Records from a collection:
_ _ _ _ _

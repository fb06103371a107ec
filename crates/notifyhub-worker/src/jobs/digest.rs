//! Digest build job handler.

use std::sync::Arc;

use async_trait::async_trait;
use serde_json::Value;

use notifyhub_core::clock::Clock;
use notifyhub_core::config::RetryPolicy;
use notifyhub_database::stores::{NotificationStore, PreferenceStore, UserStore};
use notifyhub_entity::job::model::Job;
use notifyhub_entity::job::payload::{DigestBuildPayload, SendEmailPayload};
use notifyhub_entity::notification::{DigestFrequency, NotificationPreference};
use notifyhub_queue::{names, JobQueue};
use notifyhub_service::notification::quiet_hours;

use crate::executor::{JobExecutionError, JobHandler};

/// At most this many notifications appear in one digest email.
const DIGEST_ITEM_LIMIT: i64 = 50;

/// Builds one user's digest email and schedules the next build.
///
/// The digest chain is self-perpetuating while digests stay enabled:
/// every run enqueues the next one at the user's configured local time.
/// A run that finds digests disabled, or whose chain id no longer matches
/// the stored preferences, completes without rescheduling, which is how a
/// chain dies; preference updates rotate the chain id and start a fresh
/// chain, so each user has at most one live chain.
pub struct DigestBuildHandler {
    users: Arc<dyn UserStore>,
    preferences: Arc<dyn PreferenceStore>,
    notifications: Arc<dyn NotificationStore>,
    queue: JobQueue,
    send_email_retry: RetryPolicy,
    digest_build_retry: RetryPolicy,
    clock: Arc<dyn Clock>,
}

impl DigestBuildHandler {
    /// Create a new digest build handler.
    pub fn new(
        users: Arc<dyn UserStore>,
        preferences: Arc<dyn PreferenceStore>,
        notifications: Arc<dyn NotificationStore>,
        queue: JobQueue,
        send_email_retry: RetryPolicy,
        digest_build_retry: RetryPolicy,
        clock: Arc<dyn Clock>,
    ) -> Self {
        Self {
            users,
            preferences,
            notifications,
            queue,
            send_email_retry,
            digest_build_retry,
            clock,
        }
    }

    /// Enqueue the next build of this user's digest chain.
    async fn schedule_next(
        &self,
        user_id: uuid::Uuid,
        prefs: &NotificationPreference,
    ) -> Result<chrono::DateTime<chrono::Utc>, JobExecutionError> {
        let now = self.clock.now();
        // A weekly digest recurs on a fixed cadence: the next build is the
        // first configured time of day at least six days out.
        let from = match prefs.digest_frequency {
            DigestFrequency::Daily => now,
            DigestFrequency::Weekly => now + chrono::Duration::days(6),
        };
        let next = quiet_hours::next_occurrence(from, &prefs.timezone, &prefs.digest_time)?;
        self.queue
            .enqueue(
                names::NOTIFICATION_DISPATCH,
                names::DIGEST_BUILD,
                &DigestBuildPayload {
                    user_id,
                    chain_id: prefs.digest_chain_id,
                },
                Some(next - now),
                &self.digest_build_retry,
            )
            .await?;
        Ok(next)
    }
}

#[async_trait]
impl JobHandler for DigestBuildHandler {
    fn job_type(&self) -> &str {
        names::DIGEST_BUILD
    }

    async fn execute(&self, job: &Job) -> Result<Option<Value>, JobExecutionError> {
        let payload: DigestBuildPayload = serde_json::from_value(job.payload.clone())
            .map_err(|e| JobExecutionError::Permanent(format!("Invalid digest payload: {e}")))?;

        let prefs = self
            .preferences
            .find_preferences(payload.user_id)
            .await?
            .unwrap_or_else(|| NotificationPreference::default_for_user(payload.user_id));
        if !prefs.digest_enabled || !prefs.email_enabled {
            tracing::info!(user_id = %payload.user_id, "Digest disabled, ending chain");
            return Ok(Some(serde_json::json!({ "skipped": "digest_disabled" })));
        }
        if payload.chain_id != prefs.digest_chain_id {
            tracing::info!(user_id = %payload.user_id, "Digest settings changed since this build was scheduled, ending chain");
            return Ok(Some(serde_json::json!({ "skipped": "stale_chain" })));
        }

        let user = self
            .users
            .find_user(payload.user_id)
            .await?
            .ok_or_else(|| {
                JobExecutionError::Permanent(format!("No such user {}", payload.user_id))
            })?;

        let now = self.clock.now();
        let window = prefs.digest_frequency.window();
        let rows = self
            .notifications
            .find_unread_in_window(payload.user_id, now - window, now, DIGEST_ITEM_LIMIT)
            .await?;

        let period = match prefs.digest_frequency {
            DigestFrequency::Daily => "daily",
            DigestFrequency::Weekly => "weekly",
        };

        let mut emailed = 0usize;
        if rows.is_empty() {
            tracing::info!(user_id = %user.id, "No unread notifications, skipping digest email");
        } else {
            let mut by_kind: Vec<(&str, usize)> = Vec::new();
            for row in &rows {
                match by_kind.iter_mut().find(|(k, _)| *k == row.kind.as_str()) {
                    Some((_, count)) => *count += 1,
                    None => by_kind.push((row.kind.as_str(), 1)),
                }
            }
            let email = SendEmailPayload {
                to: user.email.clone(),
                subject: format!("Your {period} digest"),
                template: "digest".to_string(),
                data: serde_json::json!({
                    "display_name": user.display_name,
                    "period": period,
                    "total": rows.len(),
                    "notifications": rows
                        .iter()
                        .map(|n| serde_json::json!({
                            "title": n.title,
                            "message": n.message,
                            "kind": n.kind.as_str(),
                        }))
                        .collect::<Vec<_>>(),
                    "counts": by_kind
                        .iter()
                        .map(|(k, c)| (k.to_string(), serde_json::json!(c)))
                        .collect::<serde_json::Map<_, _>>(),
                }),
            };
            self.queue
                .enqueue(
                    names::EMAIL_DISPATCH,
                    names::SEND_EMAIL,
                    &email,
                    None,
                    &self.send_email_retry,
                )
                .await?;
            emailed = rows.len();
        }

        let next_run = self.schedule_next(user.id, &prefs).await?;
        tracing::info!(user_id = %user.id, emailed, next_run = %next_run, "Digest built");
        Ok(Some(serde_json::json!({
            "emailed": emailed,
            "next_run": next_run,
        })))
    }
}
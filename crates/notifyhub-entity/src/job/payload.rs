//! Typed payloads exchanged between the service and the job processors.

use serde::{Deserialize, Serialize};
use uuid::Uuid;

use crate::notification::model::NotificationDraft;

/// Payload of a `push-fanout` job: deliver one group of notifications to all
/// active subscriptions of one user.
#[derive(Debug, Clone, Serialize, Deserialize)]
pub struct PushFanoutPayload {
    /// The recipient user.
    pub user_id: Uuid,
    /// Group key shared by the notifications to mark delivered.
    pub group_key: String,
}

/// Payload of a `batch-ingest` job: persist surviving drafts and fan out.
#[derive(Debug, Clone, Serialize, Deserialize)]
pub struct BatchIngestPayload {
    /// Identifier of the batch submission.
    pub batch_id: Uuid,
    /// Group key stamped on every notification in the batch.
    pub group_key: String,
    /// The drafts to re-validate and persist.
    pub drafts: Vec<NotificationDraft>,
}

/// Payload of a `send-email` job.
#[derive(Debug, Clone, Serialize, Deserialize)]
pub struct SendEmailPayload {
    /// Recipient address.
    pub to: String,
    /// Subject line.
    pub subject: String,
    /// Template name understood by the mailer.
    pub template: String,
    /// Template data.
    pub data: serde_json::Value,
}

/// Payload of a `digest-build` job.
#[derive(Debug, Clone, Serialize, Deserialize)]
pub struct DigestBuildPayload {
    /// The user whose digest to build.
    pub user_id: Uuid,
    /// The chain this build belongs to. Must still match the user's
    /// stored `digest_chain_id` when the job runs.
    pub chain_id: Uuid,
}

/// Payload of a `sweep-archived` job.
#[derive(Debug, Clone, Serialize, Deserialize)]
pub struct SweepArchivedPayload {
    /// Archived rows older than this many days are deleted.
    pub max_age_days: i64,
}
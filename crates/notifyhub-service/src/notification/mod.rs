//! Notification service and its pure scheduling helpers.

pub mod quiet_hours;
pub mod service;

_ _ _ _ _

About this exercise: Write all the entries out again exactly as they are.

Response:
repository fb06103371a107ec
filename crates/notifyhub-worker/src/jobs/digest.rs
//! Digest build job handler.

use std::sync::Arc;

use async_trait::async_trait;
use serde_json::Value;

use notifyhub_core::clock::Clock;
use notifyhub_core::config::RetryPolicy;
use notifyhub_database::stores::{NotificationStore, PreferenceStore, UserStore};
use notifyhub_entity::job::model::Job;
use notifyhub_entity::job::payload::{DigestBuildPayload, SendEmailPayload};
use notifyhub_entity::notification::{DigestFrequency, NotificationPreference};
use notifyhub_queue::{names, JobQueue};
use notifyhub_service::notification::quiet_hours;

use crate::executor::{JobExecutionError, JobHandler};

/// At most this many notifications appear in one digest email.
const DIGEST_ITEM_LIMIT: i64 = 50;

/// Builds one user's digest email and schedules the next build.
///
/// The digest chain is self-perpetuating while digests stay enabled:
/// every run enqueues the next one at the user's configured local time.
/// A run that finds digests disabled, or whose chain id no longer matches
/// the stored preferences, completes without rescheduling, which is how a
/// chain dies; preference updates rotate the chain id and start a fresh
/// chain, so each user has at most one live chain.
pub struct DigestBuildHandler {
    users: Arc<dyn UserStore>,
    preferences: Arc<dyn PreferenceStore>,
    notifications: Arc<dyn NotificationStore>,
    queue: JobQueue,
    send_email_retry: RetryPolicy,
    digest_build_retry: RetryPolicy,
    clock: Arc<dyn Clock>,
}

impl DigestBuildHandler {
    /// Create a new digest build handler.
    pub fn new(
        users: Arc<dyn UserStore>,
        preferences: Arc<dyn PreferenceStore>,
        notifications: Arc<dyn NotificationStore>,
        queue: JobQueue,
        send_email_retry: RetryPolicy,
        digest_build_retry: RetryPolicy,
        clock: Arc<dyn Clock>,
    ) -> Self {
        Self {
            users,
            preferences,
            notifications,
            queue,
            send_email_retry,
            digest_build_retry,
            clock,
        }
    }

    /// Enqueue the next build of this user's digest chain.
    async fn schedule_next(
        &self,
        user_id: uuid::Uuid,
        prefs: &NotificationPreference,
    ) -> Result<chrono::DateTime<chrono::Utc>, JobExecutionError> {
        let now = self.clock.now();
        // A weekly digest recurs on a fixed cadence: the next build is the
        // first configured time of day at least six days out.
        let from = match prefs.digest_frequency {
            DigestFrequency::Daily => now,
            DigestFrequency::Weekly => now + chrono::Duration::days(6),
        };
        let next = quiet_hours::next_occurrence(from, &prefs.timezone, &prefs.digest_time)?;
        self.queue
            .enqueue(
                names::NOTIFICATION_DISPATCH,
                names::DIGEST_BUILD,
                &DigestBuildPayload {
                    user_id,
                    chain_id: prefs.digest_chain_id,
                },
                Some(next - now),
                &self.digest_build_retry,
            )
            .await?;
        Ok(next)
    }
}

#[async_trait]
impl JobHandler for DigestBuildHandler {
    fn job_type(&self) -> &str {
        names::DIGEST_BUILD
    }

    async fn execute(&self, job: &Job) -> Result<Option<Value>, JobExecutionError> {
        let payload: DigestBuildPayload = serde_json::from_value(job.payload.clone())
            .map_err(|e| JobExecutionError::Permanent(format!("Invalid digest payload: {e}")))?;

        let prefs = self
            .preferences
            .find_preferences(payload.user_id)
            .await?
            .unwrap_or_else(|| NotificationPreference::default_for_user(payload.user_id));
        if !prefs.digest_enabled || !prefs.email_enabled {
            tracing::info!(user_id = %payload.user_id, "Digest disabled, ending chain");
            return Ok(Some(serde_json::json!({ "skipped": "digest_disabled" })));
        }
        if payload.chain_id != prefs.digest_chain_id {
            tracing::info!(user_id = %payload.user_id, "Digest settings changed since this build was scheduled, ending chain");
            return Ok(Some(serde_json::json!({ "skipped": "stale_chain" })));
        }

        let user = self
            .users
            .find_user(payload.user_id)
            .await?
            .ok_or_else(|| {
                JobExecutionError::Permanent(format!("No such user {}", payload.user_id))
            })?;

        let now = self.clock.now();
        let window = prefs.digest_frequency.window();
        let rows = self
            .notifications
            .find_unread_in_window(payload.user_id, now - window, now, DIGEST_ITEM_LIMIT)
            .await?;

        let period = match prefs.digest_frequency {
            DigestFrequency::Daily => "daily",
            DigestFrequency::Weekly => "weekly",
        };

        let mut emailed = 0usize;
        if rows.is_empty() {
            tracing::info!(user_id = %user.id, "No unread notifications, skipping digest email");
        } else {
            let mut by_kind: Vec<(&str, usize)> = Vec::new();
            for row in &rows {
                match by_kind.iter_mut().find(|(k, _)| *k == row.kind.as_str()) {
                    Some((_, count)) => *count += 1,
                    None => by_kind.push((row.kind.as_str(), 1)),
                }
            }
            let email = SendEmailPayload {
                to: user.email.clone(),
                subject: format!("Your {period} digest"),
                template: "digest".to_string(),
                data: serde_json::json!({
                    "display_name": user.display_name,
                    "period": period,
                    "total": rows.len(),
                    "notifications": rows
                        .iter()
                        .map(|n| serde_json::json!({
                            "title": n.title,
                            "message": n.message,
                            "kind": n.kind.as_str(),
                        }))
                        .collect::<Vec<_>>(),
                    "counts": by_kind
                        .iter()
                        .map(|(k, c)| (k.to_string(), serde_json::json!(c)))
                        .collect::<serde_json::Map<_, _>>(),
                }),
            };
            self.queue
                .enqueue(
                    names::EMAIL_DISPATCH,
                    names::SEND_EMAIL,
                    &email,
                    None,
                    &self.send_email_retry,
                )
                .await?;
            emailed = rows.len();
        }

        let next_run = self.schedule_next(user.id, &prefs).await?;
        tracing::info!(user_id = %user.id, emailed, next_run = %next_run, "Digest built");
        Ok(Some(serde_json::json!({
            "emailed": emailed,
            "next_run": next_run,
        })))
    }
}
filename crates/notifyhub-entity/src/job/payload.rs
//! Typed payloads exchanged between the service and the job processors.

use serde::{Deserialize, Serialize};
use uuid::Uuid;

use crate::notification::model::NotificationDraft;

/// Payload of a `push-fanout` job: deliver one group of notifications to all
/// active subscriptions of one user.
#[derive(Debug, Clone, Serialize, Deserialize)]
pub struct PushFanoutPayload {
    /// The recipient user.
    pub user_id: Uuid,
    /// Group key shared by the notifications to mark delivered.
    pub group_key: String,
}

/// Payload of a `batch-ingest` job: persist surviving drafts and fan out.
#[derive(Debug, Clone, Serialize, Deserialize)]
pub struct BatchIngestPayload {
    /// Identifier of the batch submission.
    pub batch_id: Uuid,
    /// Group key stamped on every notification in the batch.
    pub group_key: String,
    /// The drafts to re-validate and persist.
    pub drafts: Vec<NotificationDraft>,
}

/// Payload of a `send-email` job.
#[derive(Debug, Clone, Serialize, Deserialize)]
pub struct SendEmailPayload {
    /// Recipient address.
    pub to: String,
    /// Subject line.
    pub subject: String,
    /// Template name understood by the mailer.
    pub template: String,
    /// Template data.
    pub data: serde_json::Value,
}

/// Payload of a `digest-build` job.
#[derive(Debug, Clone, Serialize, Deserialize)]
pub struct DigestBuildPayload {
    /// The user whose digest to build.
    pub user_id: Uuid,
    /// The chain this build belongs to. Must still match the user's
    /// stored `digest_chain_id` when the job runs.
    pub chain_id: Uuid,
}

/// Payload of a `sweep-archived` job.
#[derive(Debug, Clone, Serialize, Deserialize)]
pub struct SweepArchivedPayload {
    /// Archived rows older than this many days are deleted.
    pub max_age_days: i64,
}
filename crates/notifyhub-service/src/notification/mod.rs
//! Notification service and its pure scheduling helpers.

pub mod quiet_hours;
pub mod service;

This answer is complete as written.